Kehancuran kota Teheran Iran (Tasnimnews)

Warga kini terjebak dalam dilema antara kebencian pada rezim domestik dan ketakutan akan kehancuran akibat intervensi asing.

Kondisi ini menciptakan jurang pemisah yang dalam di tengah masyarakat yang sedang berjuang bertahan hidup.

Leila, seorang penduduk setempat berusia 30-an, mengungkapkan bagaimana ketakutan telah mengubah rutinitas harian menjadi perjuangan bertahan hidup.

"Setiap malam aku hanya bersembunyi di kamar mandi. Aku membawa semua yang kubutuhkan ke dalam - lampu, baterai, makanan, dan anjing-anjingku. Mereka tidak bisa makan dan mereka mengalami stres berat," ungkapnya menggambarkan situasi mencekam tersebut.

Kebutuhan akan bantuan medis untuk kesehatan mental meningkat tajam seiring dengan eskalasi konflik yang merusak stabilitas jiwa.

Obat-obatan seperti fluoxetine, asentra, dan citalopram kini menghilang dari rak-rak apotek di seluruh kota Teheran.

Baca Juga: Orang Dekat Donald Trump Pastikan Selat Hormuz Tidak Bakal Dibuka Sampai Ini Terjadi

Lonjakan harga obat yang tidak terkendali menunjukkan bahwa sebagian besar populasi mengalami gangguan kecemasan serupa akibat perang.

"Aku perlu menggunakan pil-pilku (tetapi) obat-obatan dan pil di Iran sangat, sangat mahal saat ini dan itu menunjukkan sebagian besar orang berpikir persis seperti aku.
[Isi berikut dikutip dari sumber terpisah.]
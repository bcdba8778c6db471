//! # StoryCast page scripts
//!
//! Interactive behavior for the StoryCast podcast site, compiled to
//! WebAssembly and started once when the page loads:
//!
//! - [`ui::nav`] - mobile navigation menu (hamburger, outside click, Escape)
//! - [`ui::category_filter`] - mutually exclusive category pills
//! - [`ui::transcript`] - transcript panel driven from two buttons
//! - [`ui::player`] - control surface around the episode `<audio>` element
//! - [`ui::a11y_demo`] - text size and high-contrast demo on the about page
//! - [`ui::anchor_scroll`] - smooth scrolling and focus for same-page links
//!
//! Controllers are written against the small element traits in [`dom`] and
//! take their element handles explicitly, so they run (and are tested)
//! without a browser. The `web` module, built only for `wasm32`, looks the
//! elements up in the live document and forwards DOM events to them.

pub mod config;
pub mod dom;
pub mod error;
pub mod ui;

#[cfg(target_arch = "wasm32")]
pub mod web;

#[cfg(test)]
mod testing;

pub use config::Config;
pub use error::{BindError, ConfigError};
Kamu tidak bisa menemukan fluoxetine, Asentra, citalopram, dan obat (anti-kecemasan) lainnya di apotek. Itulah mengapa aku pikir sebagian besar orang berada dalam situasiku," kata Leila dengan jujur mengenai dampaknya.

Kontradiksi Emosi di Balik Reruntuhan Bangunan

Sentimen publik terhadap otoritas teokrasi Iran tetap dingin meskipun negara sedang berada dalam ancaman militer dari luar.

Kematian pemimpin tertinggi Ali Khamenei dalam salah satu serangan udara justru disambut dengan perasaan lega yang pahit oleh sebagian warga.

"Dari balkonku di Teheran, aku melihat mereka mengebom rumah (pemimpin tertinggi) Ali Khamenei. Aku, yah, senang ketika dia meninggal karena dia membunuh begitu banyak dari kami selama kepemimpinannya. Aku berharap dia melihat putra-putranya sekarat karena dia telah membunuh begitu banyak putra orang lain," ujar Leila mengenang momen tersebut.